Let’s not assume, however, that the world is ready to embrace Nigel. Elon Musk and Stephen Hawking have both expressed their fears of a future where killer robots enslave humanity and our species is rendered obsolete. But Shita remains positive in his outlook on AI.
“If Elon Musk reads this, I would like to ask him on behalf of every AI scientist I have talked to, to please stay out of this,” he chuckles, though clearly tired of this repeated claim. “I think, in common with many AI scientists I’ve talked to, that we like to focus on the good. We want to get people out of global poverty, we want to reduce global energy consumption, we want AI to help us host a great dinner party and to interact. Trying to regulate something that we’ve never seen before just doesn’t seem like the best way of achieving that.”
Though it’s clear that AI’s capabilities have been vastly exaggerated by the media, there are very valid fears around the rise of artificial intelligence, most notably, when it concerns jobs. It is this future of AI jobs that has seen Uber become the most heavily invested tech start-up in history and even an insurance firm in Japan replacing its office workers with IBM’s Watson Explorer AI.
“I believe that machines will eventually take over every job that exists,” Shita tells me. “I think the reason why people are so scared of losing their jobs to machines is because we live in a system that expects people to work.
“But machines will take over, and you can either fight it or accept it and then come up with a system that allows people to live happy lives.

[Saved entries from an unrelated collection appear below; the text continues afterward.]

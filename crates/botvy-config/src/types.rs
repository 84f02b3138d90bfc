//! Configuration types for the Botvy plugin host.
//!
//! Every struct implements [`Default`] with the same values as the embedded
//! `defaults.toml`, so a bare `[section]` header produces a working
//! configuration.

use std::path::{Path, PathBuf};
use std::time::Duration;

use botvy_plugins::{InitializationSide, PluginId};
use serde::{Deserialize, Serialize};

use crate::error::{ConfigError, ConfigResult};

/// Root configuration.
#[derive(Debug, Clone, Default, PartialEq, Eq, Serialize, Deserialize)]
#[serde(default)]
pub struct Config {
    /// Where plugins live and which of them run.
    pub plugins: PluginsSection,
    /// Logging level, format, and per-crate directives.
    pub logging: LoggingSection,
}

// ---------------------------------------------------------------------------
// PluginsSection
// ---------------------------------------------------------------------------

/// Plugin discovery and startup settings.
#[derive(Debug, Clone, PartialEq, Eq, Serialize, Deserialize)]
#[serde(default)]
pub struct PluginsSection {
    /// Root directory scanned for plugin subdirectories. Relative paths are
    /// resolved against the workspace root.
    pub directory: PathBuf,
    /// Plugin ids to load. `None` loads everything that was discovered.
    #[serde(skip_serializing_if = "Option::is_none")]
    pub active: Option<Vec<String>>,
    /// `"client"` or `"server"`.
    pub side: String,
    /// Per-plugin `initialize` limit in seconds. Unlimited when unset.
    #[serde(skip_serializing_if = "Option::is_none")]
    pub init_timeout_secs: Option<u64>,
}

impl Default for PluginsSection {
    fn default() -> Self {
        Self {
            directory: PathBuf::from("plugins"),
            active: None,
            side: "client".to_owned(),
            init_timeout_secs: None,
        }
    }
}

impl PluginsSection {
    /// The plugins directory, resolved against `base` when relative.
    #[must_use]
    pub fn directory_in(&self, base: &Path) -> PathBuf {
        if self.directory.is_absolute() {
            self.directory.clone()
        } else {
            base.join(&self.directory)
        }
    }

    /// The activation list as plugin ids.
    ///
    /// # Errors
    ///
    /// Returns [`ConfigError::Invalid`] for an entry that is not a
    /// valid plugin id.
    pub fn active_ids(&self) -> ConfigResult<Option<Vec<PluginId>>> {
        self.active
            .as_ref()
            .map(|ids| {
                ids.iter()
                    .map(|id| {
                        PluginId::new(id.as_str()).map_err(|e| ConfigError::Invalid {
                            field: "plugins.active".to_owned(),
                            message: e.to_string(),
                        })
                    })
                    .collect()
            })
            .transpose()
    }

    /// The initialization side.
    ///
    /// # Errors
    ///
    /// Returns [`ConfigError::Invalid`] if `side` is neither
    /// `client` nor `server`.
    pub fn side(&self) -> ConfigResult<InitializationSide> {
        self.side
            .parse()
            .map_err(|_| ConfigError::Invalid {
                field: "plugins.side".to_owned(),
                message: format!(
                    "unsupported side '{}'; expected one of: client, server",
                    self.side
                ),
            })
    }

    /// The per-plugin initialization limit.
    #[must_use]
    pub fn init_timeout(&self) -> Option<Duration> {
        self.init_timeout_secs.map(Duration::from_secs)
    }
}

// ---------------------------------------------------------------------------
// LoggingSection
// ---------------------------------------------------------------------------

/// Logging and tracing configuration.
#[derive(Debug, Clone, PartialEq, Eq, Serialize, Deserialize)]
#[serde(default)]
pub struct LoggingSection {
    /// Global log level filter (`"trace"`, `"debug"`, `"info"`, `"warn"`,
    /// `"error"`).
    pub level: String,
    /// Output format: `"pretty"`, `"compact"`, `"json"`, or `"full"`.
    pub format: String,
    /// Per-crate tracing directives (e.g. `["botvy_plugins=debug"]`).
    pub directives: Vec<String>,
}

impl Default for LoggingSection {
    fn default() -> Self {
        Self {
            level: "info".to_owned(),
            format: "pretty".to_owned(),
            directives: Vec::new(),
        }
    }
}

#[cfg(test)]
mod tests {
    use super::*;

    #[test]
    fn bare_sections_use_defaults() {
        let config: Config = toml::from_str("[plugins]\n[logging]\n").unwrap();
        assert_eq!(config, Config::default());
    }

    #[test]
    fn directory_is_resolved_against_base() {
        let mut section = PluginsSection::default();
        assert_eq!(
            section.directory_in(Path::new("/work")),
            PathBuf::from("/work/plugins")
        );

        section.directory = PathBuf::from("/opt/botvy/plugins");
        assert_eq!(
            section.directory_in(Path::new("/work")),
            PathBuf::from("/opt/botvy/plugins")
        );
    }

    #[test]
    fn active_ids_are_checked() {
        let mut section = PluginsSection::default();
        assert!(section.active_ids().unwrap().is_none());

        section.active = Some(vec!["botvy.core.log".to_owned()]);
        let ids = section.active_ids().unwrap().unwrap();
        assert_eq!(ids[0].as_str(), "botvy.core.log");

        section.active = Some(vec!["not an id".to_owned()]);
        assert!(matches!(
            section.active_ids(),
            Err(ConfigError::Invalid { .. })
        ));
    }

    #[test]
    fn side_and_timeout_accessors() {
        let mut section = PluginsSection {
            side: "Server".to_owned(),
            init_timeout_secs: Some(5),
            ..PluginsSection::default()
        };
        assert_eq!(section.side().unwrap(), InitializationSide::Server);
        assert_eq!(section.init_timeout(), Some(Duration::from_secs(5)));

        section.side = "sideways".to_owned();
        assert!(section.side().is_err());
    }
}
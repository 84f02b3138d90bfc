//! Output format selection.

use std::str::FromStr;

use serde::Serialize;

/// How command results are printed.
#[derive(Debug, Clone, Copy, Default, PartialEq, Eq)]
pub(crate) enum OutputFormat {
    /// Colored, human-readable text.
    #[default]
    Pretty,
    /// One JSON document on stdout.
    Json,
}

impl FromStr for OutputFormat {
    type Err = anyhow::Error;

    fn from_str(s: &str) -> Result<Self, Self::Err> {
        match s {
            "pretty" => Ok(Self::Pretty),
            "json" => Ok(Self::Json),
            other => anyhow::bail!("unknown output format '{other}'; expected pretty or json"),
        }
    }
}

/// Print `value` as pretty JSON on stdout.
pub(crate) fn print_json<T: Serialize + ?Sized>(value: &T) -> anyhow::Result<()> {
    println!("{}", serde_json::to_string_pretty(value)?);
    Ok(())
}
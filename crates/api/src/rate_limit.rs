use std::collections::{HashMap, VecDeque};
use std::sync::Arc;
use std::time::{Duration, Instant};

use parking_lot::Mutex;

/// Sliding-window request limiter keyed by client address.
#[derive(Debug, Clone)]
pub struct ClientRateLimiter {
    windows: Arc<Mutex<HashMap<String, VecDeque<Instant>>>>,
    window: Duration,
    max_requests: usize,
}

impl ClientRateLimiter {
    pub fn new(window: Duration, max_requests: usize) -> Self {
        Self {
            windows: Arc::new(Mutex::new(HashMap::new())),
            window,
            max_requests,
        }
    }

    pub fn allow(&self, client: &str) -> bool {
        self.allow_at(client, Instant::now())
    }

    fn allow_at(&self, client: &str, now: Instant) -> bool {
        let mut windows = self.windows.lock();

        // Forget clients whose newest hit has left the window.
        windows.retain(|_, hits| {
            hits.back()
                .is_some_and(|last| now.duration_since(*last) <= self.window)
        });

        let hits = windows.entry(client.to_string()).or_default();
        while hits
            .front()
            .is_some_and(|first| now.duration_since(*first) > self.window)
        {
            hits.pop_front();
        }

        if hits.len() >= self.max_requests {
            if hits.is_empty() {
                windows.remove(client);
            }
            return false;
        }
        hits.push_back(now);
        true
    }

    #[cfg(test)]
    fn tracked_clients(&self) -> usize {
        self.windows.lock().len()
    }
}
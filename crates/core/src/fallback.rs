use serde::{Deserialize, Serialize};

use crate::intent::normalize_transcript;
use crate::models::Language;

/// One string per fallback-table column.
#[derive(Debug, Clone, PartialEq, Eq, Serialize, Deserialize)]
pub struct LocalizedText {
    pub en: String,
    pub hi: String,
    pub te: String,
}

impl LocalizedText {
    pub fn new(en: impl Into<String>, hi: impl Into<String>, te: impl Into<String>) -> Self {
        Self {
            en: en.into(),
            hi: hi.into(),
            te: te.into(),
        }
    }

    /// Languages without a column of their own read the English slot.
    pub fn get(&self, language: Language) -> &str {
        match language {
            Language::Hi => &self.hi,
            Language::Te => &self.te,
            Language::En | Language::Ta => &self.en,
        }
    }

    pub(crate) fn slots(&self) -> [&str; 3] {
        [&self.en, &self.hi, &self.te]
    }
}

#[derive(Debug, Clone, PartialEq, Eq, Serialize, Deserialize)]
pub struct FallbackEntry {
    pub keyword: String,
    pub text: LocalizedText,
}

impl FallbackEntry {
    pub fn new(keyword: impl Into<String>, text: LocalizedText) -> Self {
        Self {
            keyword: keyword.into(),
            text,
        }
    }
}

#[derive(Debug, Clone, PartialEq, Eq)]
pub struct FallbackMatch<'a> {
    pub text: &'a str,
    pub keyword: Option<&'a str>,
}

/// Keyword-indexed canned responses used when no remote answer is available.
#[derive(Debug, Clone)]
pub struct FallbackTable {
    entries: Vec<FallbackEntry>,
    no_match: LocalizedText,
}

impl FallbackTable {
    pub fn new(entries: Vec<FallbackEntry>, no_match: LocalizedText) -> Self {
        Self { entries, no_match }
    }

    pub fn entries(&self) -> &[FallbackEntry] {
        &self.entries
    }

    pub fn no_match(&self) -> &LocalizedText {
        &self.no_match
    }

    /// Scans entries in table order; the first keyword contained in the
    /// normalized transcript wins, otherwise the generic message is returned.
    pub fn lookup(&self, transcript: &str, language: Language) -> FallbackMatch<'_> {
        let normalized = normalize_transcript(transcript);

        match self
            .entries
            .iter()
            .find(|entry| normalized.contains(entry.keyword.as_str()))
        {
            Some(entry) => FallbackMatch {
                text: entry.text.get(language),
                keyword: Some(entry.keyword.as_str()),
            },
            None => FallbackMatch {
                text: self.no_match.get(language),
                keyword: None,
            },
        }
    }
}
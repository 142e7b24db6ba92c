use std::fs;
use std::path::{Path, PathBuf};

use serde::{Deserialize, Serialize};
use thiserror::Error;

use crate::fallback::{FallbackEntry, FallbackTable, LocalizedText};
use crate::intent::{normalize_transcript, IntentRouter, IntentRule};

/// Keyword looked up for empty transcripts.
pub const HELP_KEYWORD: &str = "help";

const WEATHER: &str = "/features/weather";
const CROP_PRICES: &str = "/features/crop-prices";
const MARKETPLACE: &str = "/features/marketplace";
const CHATBOT: &str = "/features/chatbot";
const NEWS: &str = "/features/news";

#[derive(Debug, Error)]
pub enum RulebookError {
    #[error("failed to read rulebook {path}")]
    Io {
        path: PathBuf,
        #[source]
        source: std::io::Error,
    },
    #[error("rulebook is not valid JSON")]
    Parse(#[from] serde_json::Error),
    #[error("{table} entry #{index} has an empty keyword")]
    EmptyKeyword { table: &'static str, index: usize },
    #[error("{table} keyword `{keyword}` must be lowercase and trimmed")]
    UnnormalizedKeyword { table: &'static str, keyword: String },
    #[error("{table} keyword `{keyword}` can never match: `{shadowed_by}` comes first")]
    UnreachableKeyword {
        table: &'static str,
        keyword: String,
        shadowed_by: String,
    },
    #[error("fallback entry `{keyword}` has an empty `{language}` text")]
    EmptyText {
        keyword: String,
        language: &'static str,
    },
    #[error("fallback table needs a `help` entry for empty transcripts")]
    MissingHelpEntry,
}

/// Static configuration shared by the intent router and the response
/// resolver. Injected at construction so alternate tables can be swapped in.
#[derive(Debug, Clone, PartialEq, Eq, Serialize, Deserialize)]
pub struct Rulebook {
    pub intent_rules: Vec<IntentRule>,
    pub fallback: Vec<FallbackEntry>,
    pub no_match: LocalizedText,
}

impl Rulebook {
    pub fn from_json_str(raw: &str) -> Result<Self, RulebookError> {
        let rulebook: Self = serde_json::from_str(raw)?;
        rulebook.validate()?;
        Ok(rulebook)
    }

    pub fn from_json_file(path: impl AsRef<Path>) -> Result<Self, RulebookError> {
        let path = path.as_ref();
        let raw = fs::read_to_string(path).map_err(|source| RulebookError::Io {
            path: path.to_path_buf(),
            source,
        })?;
        Self::from_json_str(&raw)
    }

    /// Loads `path` when given, otherwise the compiled-in tables.
    pub fn load(path: Option<&Path>) -> Result<Self, RulebookError> {
        match path {
            Some(path) => Self::from_json_file(path),
            None => Ok(Self::builtin()),
        }
    }

    /// Checks the ordering invariant: an earlier keyword contained in a later
    /// one makes the later entry unreachable, so specific phrases must come
    /// before the words they contain.
    pub fn validate(&self) -> Result<(), RulebookError> {
        let intent_keywords = self
            .intent_rules
            .iter()
            .map(|rule| rule.keyword.as_str())
            .collect::<Vec<_>>();
        check_keywords("intent", &intent_keywords)?;

        let fallback_keywords = self
            .fallback
            .iter()
            .map(|entry| entry.keyword.as_str())
            .collect::<Vec<_>>();
        check_keywords("fallback", &fallback_keywords)?;

        for entry in &self.fallback {
            check_texts(&entry.keyword, &entry.text)?;
        }
        check_texts("<no match>", &self.no_match)?;

        if !fallback_keywords.contains(&HELP_KEYWORD) {
            return Err(RulebookError::MissingHelpEntry);
        }

        Ok(())
    }

    pub fn router(&self) -> IntentRouter {
        IntentRouter::new(self.intent_rules.clone())
    }

    pub fn fallback_table(&self) -> FallbackTable {
        FallbackTable::new(self.fallback.clone(), self.no_match.clone())
    }

    pub fn builtin() -> Self {
        let intent_rules = [
            ("weather prediction", WEATHER),
            ("weather forecast", WEATHER),
            ("crop price", CROP_PRICES),
            ("crop rate", CROP_PRICES),
            ("market price", CROP_PRICES),
            ("mandi", CROP_PRICES),
            ("marketplace", MARKETPLACE),
            ("sell", MARKETPLACE),
            ("buy", MARKETPLACE),
            ("chatbot", CHATBOT),
            ("assistant", CHATBOT),
            ("news", NEWS),
            ("scheme", NEWS),
            ("profile", "/profile"),
            ("weather", WEATHER),
            ("rain", WEATHER),
            ("forecast", WEATHER),
            ("price", CROP_PRICES),
            ("market", MARKETPLACE),
            ("map", WEATHER),
            ("मौसम", WEATHER),
            ("बारिश", WEATHER),
            ("भाव", CROP_PRICES),
            ("मंडी", CROP_PRICES),
            ("వాతావరణం", WEATHER),
            ("ధర", CROP_PRICES),
            ("home", "/"),
        ]
        .into_iter()
        .map(|(keyword, route)| IntentRule::new(keyword, route))
        .collect();

        Self {
            intent_rules,
            fallback: builtin_fallback(),
            no_match: LocalizedText::new(
                "I can help with weather forecasts, crop rates, the marketplace, fertilizer and pest advice, and government schemes. Please ask about one of these.",
                "मैं मौसम पूर्वानुमान, फसल दरें, मार्केटप्लेस, खाद और कीट सलाह तथा सरकारी योजनाओं में मदद कर सकता हूँ। कृपया इनमें से किसी के बारे में पूछें।",
                "వాతావరణ సూచన, పంట ధరలు, మార్కెట్‌ప్లేస్, ఎరువులు మరియు పురుగుల సలహా, ప్రభుత్వ పథకాలలో నేను సహాయం చేయగలను. దయచేసి వీటిలో ఒకదాని గురించి అడగండి.",
            ),
        }
    }
}

fn check_keywords(table: &'static str, keywords: &[&str]) -> Result<(), RulebookError> {
    for (index, keyword) in keywords.iter().enumerate() {
        if keyword.is_empty() {
            return Err(RulebookError::EmptyKeyword { table, index });
        }
        if normalize_transcript(keyword) != *keyword {
            return Err(RulebookError::UnnormalizedKeyword {
                table,
                keyword: keyword.to_string(),
            });
        }
        if let Some(earlier) = keywords[..index]
            .iter()
            .find(|earlier| keyword.contains(**earlier))
        {
            return Err(RulebookError::UnreachableKeyword {
                table,
                keyword: keyword.to_string(),
                shadowed_by: earlier.to_string(),
            });
        }
    }
    Ok(())
}

fn check_texts(keyword: &str, text: &LocalizedText) -> Result<(), RulebookError> {
    for (language, slot) in ["en", "hi", "te"].into_iter().zip(text.slots()) {
        if slot.trim().is_empty() {
            return Err(RulebookError::EmptyText {
                keyword: keyword.to_string(),
                language,
            });
        }
    }
    Ok(())
}

/// Hindi and Telugu keywords mapped to the English entry whose answer they
/// share. They mirror the native-script intent rules.
const NATIVE_FALLBACK_KEYWORDS: [(&str, &str); 10] = [
    ("मौसम", "weather"),
    ("बारिश", "rain"),
    ("भाव", "price"),
    ("मंडी", "price"),
    ("खाद", "fertilizer"),
    ("कीट", "pest"),
    ("వాతావరణం", "weather"),
    ("వర్షం", "rain"),
    ("ధర", "price"),
    ("ఎరువు", "fertilizer"),
];

fn builtin_fallback() -> Vec<FallbackEntry> {
    let mut entries: Vec<FallbackEntry> = [
        (
            "weather",
            "Check the Weather section for today's forecast, rain chances and the 7-day outlook for your area.",
            "आज के मौसम, बारिश की संभावना और 7 दिन के पूर्वानुमान के लिए मौसम सेक्शन देखें।",
            "ఈరోజు వాతావరణం, వర్ష సూచన మరియు 7 రోజుల అంచనా కోసం వాతావరణం విభాగాన్ని చూడండి.",
        ),
        (
            "rain",
            "Rain updates are in the Weather section. Plan spraying and harvesting around the rain forecast.",
            "बारिश की जानकारी मौसम सेक्शन में है। छिड़काव और कटाई बारिश के पूर्वानुमान के अनुसार करें।",
            "వర్షం సమాచారం వాతావరణం విభాగంలో ఉంది. పిచికారీ మరియు కోత వర్ష సూచన ప్రకారం ప్లాన్ చేసుకోండి.",
        ),
        (
            "crop",
            "Open Crop Rates to see today's mandi prices for your crops in nearby markets.",
            "आस-पास की मंडियों में आज के फसल भाव देखने के लिए फसल दरें खोलें।",
            "సమీప మార్కెట్లలో ఈరోజు పంట ధరలు చూడటానికి పంట ధరలు విభాగాన్ని తెరవండి.",
        ),
        (
            "price",
            "The latest mandi prices are listed under Crop Rates and are refreshed every morning.",
            "ताज़ा मंडी भाव फसल दरें सेक्शन में हैं और हर सुबह अपडेट होते हैं।",
            "తాజా మండి ధరలు పంట ధరలు విభాగంలో ఉన్నాయి, ప్రతి ఉదయం నవీకరించబడతాయి.",
        ),
        (
            "market",
            "Use the Marketplace to buy seeds, fertilizer and tools, or to list your produce for sale.",
            "बीज, खाद और औज़ार खरीदने या अपनी उपज बेचने के लिए मार्केटप्लेस का उपयोग करें।",
            "విత్తనాలు, ఎరువులు, పనిముట్లు కొనడానికి లేదా మీ పంటను అమ్మడానికి మార్కెట్‌ప్లేస్ ఉపయోగించండి.",
        ),
        (
            "sell",
            "To sell your produce, open the Marketplace and tap 'Add listing' with quantity and expected price.",
            "अपनी उपज बेचने के लिए मार्केटप्लेस खोलें और मात्रा व अपेक्षित दाम के साथ 'लिस्टिंग जोड़ें' दबाएँ।",
            "మీ పంటను అమ్మడానికి మార్కెట్‌ప్లేస్ తెరిచి, పరిమాణం మరియు ఆశించిన ధరతో 'జాబితా జోడించండి' నొక్కండి.",
        ),
        (
            "fertilizer",
            "Get a soil test before applying fertilizer. Split nitrogen doses and avoid applying just before heavy rain.",
            "खाद डालने से पहले मिट्टी की जाँच कराएँ। नाइट्रोजन को किस्तों में दें और भारी बारिश से ठीक पहले न डालें।",
            "ఎరువులు వేసే ముందు మట్టి పరీక్ష చేయించండి. నత్రజనిని విడతలుగా వేయండి, భారీ వర్షానికి ముందు వేయకండి.",
        ),
        (
            "pest",
            "For pest problems, inspect leaves early in the morning and contact your local Krishi Vigyan Kendra before spraying.",
            "कीट की समस्या हो तो सुबह पत्तियों की जाँच करें और छिड़काव से पहले नज़दीकी कृषि विज्ञान केंद्र से संपर्क करें।",
            "పురుగుల సమస్య ఉంటే ఉదయాన్నే ఆకులను పరిశీలించి, పిచికారీకి ముందు సమీప కృషి విజ్ఞాన కేంద్రాన్ని సంప్రదించండి.",
        ),
        (
            "soil",
            "A soil health card tells you which nutrients your field needs. Ask at your nearest soil testing lab.",
            "मृदा स्वास्थ्य कार्ड से पता चलता है कि खेत को किन पोषक तत्वों की ज़रूरत है। नज़दीकी मिट्टी जाँच प्रयोगशाला में पूछें।",
            "మీ పొలానికి ఏ పోషకాలు అవసరమో నేల ఆరోగ్య కార్డు చెబుతుంది. సమీప మట్టి పరీక్ష కేంద్రంలో అడగండి.",
        ),
        (
            "water",
            "Irrigate early in the morning or in the evening, and consider drip irrigation to save water.",
            "सिंचाई सुबह जल्दी या शाम को करें, और पानी बचाने के लिए ड्रिप सिंचाई अपनाएँ।",
            "ఉదయాన్నే లేదా సాయంత్రం నీరు పెట్టండి, నీటిని ఆదా చేయడానికి బిందు సేద్యం పరిశీలించండి.",
        ),
        (
            "scheme",
            "Government schemes such as PM-KISAN and crop insurance are listed in the News section with eligibility details.",
            "पीएम-किसान और फसल बीमा जैसी सरकारी योजनाएँ पात्रता की जानकारी के साथ समाचार सेक्शन में हैं।",
            "పీఎం-కిసాన్, పంట బీమా వంటి ప్రభుత్వ పథకాలు అర్హత వివరాలతో వార్తల విభాగంలో ఉన్నాయి.",
        ),
        (
            "news",
            "The News section has the latest farming news, scheme announcements and market updates.",
            "समाचार सेक्शन में खेती की ताज़ा खबरें, योजनाओं की घोषणाएँ और बाज़ार अपडेट हैं।",
            "వార్తల విభాగంలో తాజా వ్యవసాయ వార్తలు, పథకాల ప్రకటనలు మరియు మార్కెట్ సమాచారం ఉన్నాయి.",
        ),
        (
            "hello",
            "Namaste! Ask me about the weather, crop rates or the marketplace.",
            "नमस्ते! मुझसे मौसम, फसल दरों या मार्केटप्लेस के बारे में पूछें।",
            "నమస్తే! వాతావరణం, పంట ధరలు లేదా మార్కెట్‌ప్లేస్ గురించి నన్ను అడగండి.",
        ),
        (
            "thank",
            "You're welcome! Happy farming.",
            "आपका स्वागत है! खेती शुभ हो।",
            "మీకు స్వాగతం! శుభ వ్యవసాయం.",
        ),
        (
            HELP_KEYWORD,
            "I can help you with weather updates, crop rates, the marketplace and farming tips. Try saying 'weather today' or 'crop price'.",
            "मैं मौसम, फसल दरों, मार्केटप्लेस और खेती की सलाह में आपकी मदद कर सकता हूँ। 'आज का मौसम' या 'फसल भाव' बोलकर देखें।",
            "వాతావరణం, పంట ధరలు, మార్కెట్‌ప్లేస్ మరియు వ్యవసాయ సలహాలలో నేను సహాయం చేయగలను. 'ఈరోజు వాతావరణం' లేదా 'పంట ధర' అని చెప్పి చూడండి.",
        ),
    ]
    .into_iter()
    .map(|(keyword, en, hi, te)| FallbackEntry::new(keyword, LocalizedText::new(en, hi, te)))
    .collect();

    let native = NATIVE_FALLBACK_KEYWORDS
        .iter()
        .filter_map(|(keyword, english)| {
            entries
                .iter()
                .find(|entry| entry.keyword == *english)
                .map(|entry| FallbackEntry::new(*keyword, entry.text.clone()))
        })
        .collect::<Vec<_>>();
    entries.extend(native);
    entries
}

Shita describes a future without jobs, where we humans can enjoy our lives to the fullest; travelling the world and dedicating time to their passions. This proposed future of freedom may sound idealistic, but the inevitability of change will not save the millions of jobs around the world from being taken over by machines. Shita feels that rather than fight it, we must make this work in our best interests, rather than fighting it.
“You don’t have to fear progress because you can’t imagine what things will look like later. No one really knows how things are going to look later,” Shita says. “But we can create a system that supports us. I truly believe that when you start presenting ideas of how life without work could be in the future fear is reduced. That fear of losing jobs is rooted in the fear of the unknown.”
While there are legitimate concerns regarding the rise of AI, perhaps we have allowed media scare stories to dominate. As our conversation comes to a close, Shita insists that the real danger doesn’t come from the machines, but from our leaders.
“The biggest threat to general AI is not what Elon Musk is talking about, it is government,” he tells me. “Vladimir Putin even said recently that the nation that leads in AI will ‘rule the world’.
“A quote that really resonates with me is something Vinod Khosla, one of the best-known venture capitalists in Silicon Valley, wrote:
“Long before AI goes uncontrollable or takes over jobs, there lurks a much larger danger: AI in the hands of governments and/or bad actors used to push self-interested agendas against the greater good.”